The controller 301 may be constituted by any suitable Central Processing Unit, CPU, microcontroller, Digital Signal Processor, DSP, etc. capable of executing computer program code. According to one aspect the disclosure relates to a payment unit 30, 30′ for controlling an amount available for payment in a vehicle having an energy storage, comprising a processor 301 and a memory, said memory containing instructions executable by said processor, to execute the method described herein.

According to one aspect of this disclosure, the determiner 301a is further configured to obtain a maximum quantity of energy storable at the energy storage and the calculator 301b is further configure to calculate the amount to be available for payment based on the difference between the maximum quantity of energy and the determined state of charge of the energy storage. After obtaining the maximum quantity of energy storable (i.e. MCL), the controller 301 is able to assess the quantity of additional energy necessary to reach the maximum quantity of energy storable from the current SoC. The quantity of additional energy necessary to reach the maximum quantity of energy storable from the SoC is the difference between SoC and maximum quantity of energy storable expressed in energy units.

According to one aspect of this disclosure, the controller 301 is further configured to determine Slb energy price information; and wherein the controller 301 is further configured to perform the step S2c of calculating S2 the amount to be available for payment based on the determined energy price information. The determiner 301a is configured to determine Slb energy price information. The determiner 301a either obtains energy price information by receiving it, by reading it, or by anticipating it. The calculator 301b is configured to calculate S2c the amount to be available for payment based on the determined state of charge of the energy storage and the determined energy price information. The calculator 301b calculates the amount to be available for payment based on the determined energy price information the difference between SoC and maximum quantity of energy storable.

According to one aspect of this disclosure, the controller 301 further comprises a payment amount transferring module 301c configured to transfer S3 an amount between a first payment area 312, 412 and a second payment area 313, 413 so that the calculated amount is available in the second payment area 313, 413 which comprises the amount to be available for payment. The first payment area 312, 412 and the second payment area 313, 413 are comprised in a secure area 311, 411. The controller 301 is configured to control the first payment area 312, 412 and the second payment area 313, 413. The controller 301 can thus use the payment amount transferring module 301c to transfer an amount between the first payment area 312, 412 and the second payment area 313, 413. If there is an amount stored in the second payment area, the controller 301 is configured to verify whether the amount already stored in the second payment area 313, 413 is sufficient to cover the calculated amount to be available.

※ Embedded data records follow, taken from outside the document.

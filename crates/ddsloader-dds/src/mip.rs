//! Leading mipmap level skipping.

use crate::format::FormatInfo;
use crate::HEADER_LEN;

/// Result of skipping leading mip levels.
#[derive(Debug, Clone, Copy, PartialEq, Eq)]
pub struct MipSkip {
    /// Number of levels dropped from the front of the chain.
    pub levels: u32,
    /// Absolute file offset of the first kept level.
    pub base_offset: u64,
    /// Width of the first kept level.
    pub width: u32,
    /// Height of the first kept level.
    pub height: u32,
    /// Levels remaining after the skip, at least 1.
    pub mipmap_count: u32,
}

/// Dimension of the next mip level: halved, never below 1.
#[inline]
pub fn next_mip_dimension(value: u32) -> u32 {
    (value / 2).max(1)
}

/// Work out how many leading levels a `bias` drops and where the rest start.
///
/// The skip never removes the last level: `levels` is clamped to
/// `mipmap_count - 1`, and a negative bias skips nothing. Level sizes are
/// unpadded.
pub fn compute_mip_skip(
    width: u32,
    height: u32,
    mipmap_count: u32,
    format: &FormatInfo,
    bias: i32,
) -> MipSkip {
    let max_levels = mipmap_count.saturating_sub(1);
    let levels = u32::try_from(bias).unwrap_or(0).min(max_levels);

    let mut offset = HEADER_LEN as u64;
    let mut width = width.max(1);
    let mut height = height.max(1);

    for _ in 0..levels {
        offset = offset.saturating_add(format.level_size(width, height));
        width = next_mip_dimension(width);
        height = next_mip_dimension(height);
    }

    MipSkip {
        levels,
        base_offset: offset,
        width,
        height,
        mipmap_count: mipmap_count.saturating_sub(levels).max(1),
    }
}

#[cfg(test)]
mod tests {
    use rstest::rstest;

    use super::*;
    use crate::format::PixelFormat;

    const DXT1: FormatInfo = FormatInfo {
        pixel_format: PixelFormat::Dxt1,
        unit_size: 8,
    };
    const RGB24: FormatInfo = FormatInfo {
        pixel_format: PixelFormat::Rgb24,
        unit_size: 3,
    };

    #[test]
    fn test_zero_bias_is_identity() {
        let skip = compute_mip_skip(256, 128, 9, &DXT1, 0);

        assert_eq!(
            skip,
            MipSkip {
                levels: 0,
                base_offset: 128,
                width: 256,
                height: 128,
                mipmap_count: 9,
            }
        );
    }

    #[rstest]
    #[case(-1)]
    #[case(-100)]
    #[case(i32::MIN)]
    fn test_negative_bias_matches_zero(#[case] bias: i32) {
        assert_eq!(
            compute_mip_skip(64, 64, 7, &DXT1, bias),
            compute_mip_skip(64, 64, 7, &DXT1, 0)
        );
    }

    #[rstest]
    #[case(7)]
    #[case(8)]
    #[case(i32::MAX)]
    fn test_bias_clamped_to_last_level(#[case] bias: i32) {
        let skip = compute_mip_skip(64, 64, 7, &DXT1, bias);

        assert_eq!(skip.levels, 6);
        assert_eq!((skip.width, skip.height), (1, 1));
        assert_eq!(skip.mipmap_count, 1);
    }

    #[test]
    fn test_compressed_offsets() {
        // 64x64 -> 32x32 -> 16x16: 16*16*8 + 8*8*8
        let skip = compute_mip_skip(64, 64, 7, &DXT1, 2);

        assert_eq!(skip.base_offset, 128 + 2048 + 512);
        assert_eq!((skip.width, skip.height), (16, 16));
        assert_eq!(skip.mipmap_count, 5);
    }

    #[test]
    fn test_small_compressed_levels_round_up_to_blocks() {
        // 4x4 -> 2x2 -> 1x1 are each one block
        let skip = compute_mip_skip(4, 4, 3, &DXT1, 2);

        assert_eq!(skip.base_offset, 128 + 8 + 8);
    }

    #[test]
    fn test_uncompressed_offsets_unpadded() {
        let skip = compute_mip_skip(3, 3, 2, &RGB24, 1);

        assert_eq!(skip.base_offset, 128 + 27);
        assert_eq!((skip.width, skip.height), (1, 1));
    }

    #[test]
    fn test_halving_floors_at_one() {
        let skip = compute_mip_skip(3, 1, 2, &RGB24, 1);

        assert_eq!((skip.width, skip.height), (1, 1));
        assert_eq!(next_mip_dimension(1), 1);
        assert_eq!(next_mip_dimension(0), 1);
    }

    #[test]
    fn test_single_level_never_skipped() {
        let skip = compute_mip_skip(512, 512, 1, &DXT1, 4);

        assert_eq!(skip.levels, 0);
        assert_eq!(skip.base_offset, 128);
    }

    #[test]
    fn test_zero_mipmap_count_reports_one() {
        let skip = compute_mip_skip(16, 16, 0, &DXT1, 3);

        assert_eq!(skip.levels, 0);
        assert_eq!(skip.mipmap_count, 1);
    }
}
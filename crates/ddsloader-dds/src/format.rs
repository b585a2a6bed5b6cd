//! Pixel format resolution.

use crate::header::{DdsPixelFormat, FourCC};
use crate::{Error, Result};

/// Texture name suffix marking a normal map.
pub const NORMAL_MAP_SUFFIX: &str = "NRM";

/// Pixel encodings the decoder understands.
#[derive(Debug, Clone, Copy, PartialEq, Eq, Hash)]
pub enum PixelFormat {
    /// BC1, 8 bytes per 4x4 block.
    Dxt1,
    /// BC3, 16 bytes per 4x4 block.
    Dxt5,
    /// Uncompressed RGB.
    Rgb24,
    /// Uncompressed RGB with alpha.
    Rgba32,
}

impl PixelFormat {
    /// Whether the data is stored in 4x4 blocks.
    pub fn is_compressed(self) -> bool {
        matches!(self, PixelFormat::Dxt1 | PixelFormat::Dxt5)
    }

    /// Bytes per 4x4 block, for block-compressed formats.
    pub fn block_size(self) -> Option<usize> {
        match self {
            PixelFormat::Dxt1 => Some(8),
            PixelFormat::Dxt5 => Some(16),
            PixelFormat::Rgb24 | PixelFormat::Rgba32 => None,
        }
    }

    pub fn name(self) -> &'static str {
        match self {
            PixelFormat::Dxt1 => "DXT1",
            PixelFormat::Dxt5 => "DXT5",
            PixelFormat::Rgb24 => "RGB24",
            PixelFormat::Rgba32 => "RGBA32",
        }
    }
}

impl std::fmt::Display for PixelFormat {
    fn fmt(&self, f: &mut std::fmt::Formatter<'_>) -> std::fmt::Result {
        f.write_str(self.name())
    }
}

/// A resolved pixel format together with its storage unit size.
#[derive(Debug, Clone, Copy, PartialEq, Eq)]
pub struct FormatInfo {
    pub pixel_format: PixelFormat,
    /// Bytes per 4x4 block when compressed, bytes per pixel otherwise.
    pub unit_size: usize,
}

impl FormatInfo {
    /// Classify a pixel format record.
    ///
    /// A set FourCC flag takes precedence: the bit count and masks are then
    /// ignored. Uncompressed formats take their pixel size from
    /// `rgb_bit_count`, which must cover at least the three color bytes.
    pub fn resolve(pf: &DdsPixelFormat) -> Result<Self> {
        if pf.has_flag(DdsPixelFormat::FLAG_FOURCC) {
            let pixel_format = match pf.four_cc {
                FourCC::DXT1 => PixelFormat::Dxt1,
                FourCC::DXT5 => PixelFormat::Dxt5,
                FourCC::DX10 => {
                    return Err(Error::UnsupportedFormat(
                        "DX10 extended headers are not supported".into(),
                    ))
                }
                other => {
                    return Err(Error::UnsupportedFormat(format!(
                        "FourCC '{}' (only DXT1, DXT5, RGB24, RGBA32 supported)",
                        other
                    )))
                }
            };
            let unit_size = pixel_format.block_size().unwrap_or(16);
            return Ok(Self {
                pixel_format,
                unit_size,
            });
        }

        if pf.has_flag(DdsPixelFormat::FLAG_RGB) {
            let pixel_format = if pf.has_flag(DdsPixelFormat::FLAG_ALPHA_PIXELS) {
                PixelFormat::Rgba32
            } else {
                PixelFormat::Rgb24
            };
            let bit_count = pf.rgb_bit_count;
            let unit_size = (bit_count / 8) as usize;
            if unit_size < 3 {
                return Err(Error::UnsupportedFormat(format!(
                    "{} bits per pixel is too narrow for {}",
                    bit_count, pixel_format
                )));
            }
            return Ok(Self {
                pixel_format,
                unit_size,
            });
        }

        Err(Error::UnsupportedFormat(
            "only DXT1, DXT5, RGB24, RGBA32 supported".into(),
        ))
    }

    #[inline]
    pub fn is_compressed(&self) -> bool {
        self.pixel_format.is_compressed()
    }

    /// Size in bytes of one unpadded mip level, saturating at `u64::MAX`.
    pub fn level_size(&self, width: u32, height: u32) -> u64 {
        let (width, height, unit) = (width as u64, height as u64, self.unit_size as u64);
        if self.is_compressed() {
            width
                .div_ceil(4)
                .saturating_mul(height.div_ceil(4))
                .saturating_mul(unit)
        } else {
            width.saturating_mul(height).saturating_mul(unit)
        }
    }
}

/// Whether a texture is a normal map, by pixel-format flag or by a name
/// ending in [`NORMAL_MAP_SUFFIX`]. Either signal suffices.
pub fn is_normal_map(pf: &DdsPixelFormat, name: &str) -> bool {
    pf.has_flag(DdsPixelFormat::FLAG_NORMAL) || name.ends_with(NORMAL_MAP_SUFFIX)
}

If the controller 301 determines that the amount already stored in the second payment area is larger than the calculated amount to be available in the second payment area, then the payment amount transferring module 301c reduces the amount already stored in the second payment area 313, 413 by transferring to the first payment area 312, 412 the difference between the amount already stored and the calculated amount to be available. If the controller 301 determines that the amount already available is smaller than the calculated amount to be available in the second payment area, then the payment amount transferring module 301c increases the amount already available in the second payment area 313, 413 by transferring the difference from the first payment area 312, 412 to the second payment 312, 412 area. Adjusting the amount in the second payment area according to the above has the effect of providing only the necessary amount in the second payment area, thereby limiting the risk of theft only to the necessary minimal amount.

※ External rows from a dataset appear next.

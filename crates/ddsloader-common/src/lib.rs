//! Common utilities for ddsloader.
//!
//! - [`BinaryReader`] - Bounds-checked, zero-copy reading of little-endian
//!   fields and fixed-layout structs from byte slices

mod error;
mod reader;

pub use error::{Error, Result};
pub use reader::BinaryReader;
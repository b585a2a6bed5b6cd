//! Loader configuration.
//!
//! Settings are read once, typically from a JSON file, and passed to every
//! decode call by reference. Nothing here is mutated while decoding.
//!
//! ```json
//! {
//!     "mipmapBias": 1,
//!     "normalMipmapBias": 0,
//!     "normalList": ["^Squad/Parts/.*_n$"],
//!     "readableList": ["^MyMod/Flags/"],
//!     "activeTextureManager": {
//!         "normalList": ["^OtherMod/.*Bump$"],
//!         "overrides": {
//!             "^OtherMod/Decals/": { "makeNotReadable": false }
//!         }
//!     }
//! }
//! ```
//!
//! The `activeTextureManager` section accepts texture manager configs as-is:
//! its normal list is merged in, and every override that sets
//! `makeNotReadable` to `false` becomes a readable pattern.

use std::collections::BTreeMap;
use std::fs;
use std::path::Path;

use regex::Regex;
use serde::Deserialize;

use crate::{Error, Result};

/// On-disk settings layout. Every field is optional.
#[derive(Debug, Default, Deserialize)]
#[serde(default, rename_all = "camelCase")]
struct SettingsFile {
    mipmap_bias: i32,
    normal_mipmap_bias: i32,
    normal_list: Vec<String>,
    readable_list: Vec<String>,
    active_texture_manager: Option<TextureManagerSection>,
}

/// Texture manager config shared with other loaders.
#[derive(Debug, Default, Deserialize)]
#[serde(default, rename_all = "camelCase")]
struct TextureManagerSection {
    normal_list: Vec<String>,
    overrides: BTreeMap<String, TextureOverride>,
}

#[derive(Debug, Default, Deserialize)]
#[serde(default, rename_all = "camelCase")]
struct TextureOverride {
    make_not_readable: Option<bool>,
}

/// Mip-skip biases and texture name policies.
#[derive(Debug, Clone, Default)]
pub struct LoaderSettings {
    /// Leading mip levels to drop from regular textures.
    pub mipmap_bias: i32,
    /// Leading mip levels to drop from normal maps.
    pub normal_mipmap_bias: i32,
    normal_patterns: Vec<Regex>,
    readable_patterns: Vec<Regex>,
}

impl LoaderSettings {
    /// Settings with the given biases and no name patterns.
    pub fn new(mipmap_bias: i32, normal_mipmap_bias: i32) -> Self {
        Self {
            mipmap_bias,
            normal_mipmap_bias,
            ..Self::default()
        }
    }

    /// Parse settings from a JSON document.
    pub fn from_json(text: &str) -> Result<Self> {
        let file: SettingsFile = serde_json::from_str(text)?;

        let mut settings = Self::new(file.mipmap_bias, file.normal_mipmap_bias);
        for pattern in &file.normal_list {
            settings = settings.with_normal_pattern(pattern)?;
        }
        for pattern in &file.readable_list {
            settings = settings.with_readable_pattern(pattern)?;
        }

        if let Some(manager) = &file.active_texture_manager {
            for pattern in &manager.normal_list {
                settings = settings.with_normal_pattern(pattern)?;
            }
            for (pattern, texture) in &manager.overrides {
                if texture.make_not_readable == Some(false) {
                    settings = settings.with_readable_pattern(pattern)?;
                }
            }
        }
        Ok(settings)
    }

    /// Load settings from a JSON file.
    pub fn load<P: AsRef<Path>>(path: P) -> Result<Self> {
        let path = path.as_ref();
        let text = fs::read_to_string(path).map_err(|e| match e.kind() {
            std::io::ErrorKind::NotFound => Error::FileNotFound(path.to_path_buf()),
            _ => Error::Io(e),
        })?;

        let settings = Self::from_json(&text)?;
        tracing::debug!(
            path = %path.display(),
            mipmap_bias = settings.mipmap_bias,
            normal_mipmap_bias = settings.normal_mipmap_bias,
            normal_patterns = settings.normal_patterns.len(),
            readable_patterns = settings.readable_patterns.len(),
            "Loaded loader settings"
        );
        Ok(settings)
    }

    /// Add a pattern marking matching texture URLs as normal maps.
    pub fn with_normal_pattern(mut self, pattern: &str) -> Result<Self> {
        self.normal_patterns.push(Regex::new(pattern)?);
        Ok(self)
    }

    /// Add a pattern marking matching texture URLs as kept readable.
    pub fn with_readable_pattern(mut self, pattern: &str) -> Result<Self> {
        self.readable_patterns.push(Regex::new(pattern)?);
        Ok(self)
    }

    /// Bias that applies to a texture.
    #[inline]
    pub fn bias_for(&self, is_normal_map: bool) -> i32 {
        if is_normal_map {
            self.normal_mipmap_bias
        } else {
            self.mipmap_bias
        }
    }

    /// Whether `url` matches any normal-map pattern.
    pub fn is_normal(&self, url: &str) -> bool {
        self.normal_patterns.iter().any(|re| re.is_match(url))
    }

    /// Whether `url` matches any keep-readable pattern.
    pub fn keep_readable(&self, url: &str) -> bool {
        self.readable_patterns.iter().any(|re| re.is_match(url))
    }
}
//! Logging setup for the CLI.
//!
//! Events go to stderr so decoded output on stdout stays clean. The filter
//! comes from `RUST_LOG` when set, else from the verbosity flag.

use tracing_subscriber::layer::SubscriberExt;
use tracing_subscriber::util::SubscriberInitExt;
use tracing_subscriber::EnvFilter;

/// Default filter directive for a `-v` count.
pub fn default_directive(verbosity: u8) -> &'static str {
    match verbosity {
        0 => "info",
        1 => "debug",
        _ => "trace",
    }
}

/// Install the global subscriber.
pub fn init_logging(verbosity: u8) {
    let env_filter = EnvFilter::try_from_default_env()
        .unwrap_or_else(|_| EnvFilter::new(default_directive(verbosity)));

    let stderr_layer = tracing_subscriber::fmt::layer()
        .with_writer(std::io::stderr)
        .with_target(false);

    tracing_subscriber::registry()
        .with(env_filter)
        .with(stderr_layer)
        .init();
}

#[cfg(test)]
mod tests {
    use super::*;

    #[test]
    fn test_default_directive() {
        assert_eq!(default_directive(0), "info");
        assert_eq!(default_directive(1), "debug");
        assert_eq!(default_directive(5), "trace");
    }

    #[test]
    fn test_directives_parse() {
        for verbosity in 0..3 {
            assert!(EnvFilter::try_new(default_directive(verbosity)).is_ok());
        }
    }
}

According to one aspect of this disclosure, the payment unit 30, 30′ further comprises a data storage 302 configured to store the amount to be available for payment and a communication interface 303 configured to receive from the energy provider 405 a request for payment of the energy charged on the energy storage 320, the request for payment comprising an amount to be paid corresponding to the energy charged on the energy storage 320. The controller 301 is further configured to receive S5 via interface 303 from the energy provider 405 a request for payment of the energy charged on the energy storage. The request for payment comprises an amount to be paid corresponding to the energy charged on the energy storage. The request for payment may be received via the interface 303. The controller 301 is further configured to authenticate S6 the energy provider 405. If the energy provider 405 is authenticated successfully, the interface 303 is further configured to communicate S7 to the energy provider 405 information enabling the payment of the amount to be paid from the calculated amount available in the second payment area 403. Hence, the controller 301 further comprises an authenticator 301d to authenticate the energy provider or a charging station of the energy provider. If the authenticator 301d authenticates the energy provider successfully, then the interface 303 communicates to the energy provider 405 information enabling the payment of the amount to be paid from the second payment area 313, 413. The interface comprises a wireless communication interface. The interface may be supporting short-range communications (e.g. RFID, NFC, WiFi, Bluetooth) or cellular communications. The data storage 302 may be a memory. The memory can be any combination of a Read And write Memory, RAM, and a Read Only Memory, ROM. The memory may also comprise persistent storage, which, for example, can be any single one or combination of magnetic memory, optical memory, or solid state memory or even remotely mounted memory.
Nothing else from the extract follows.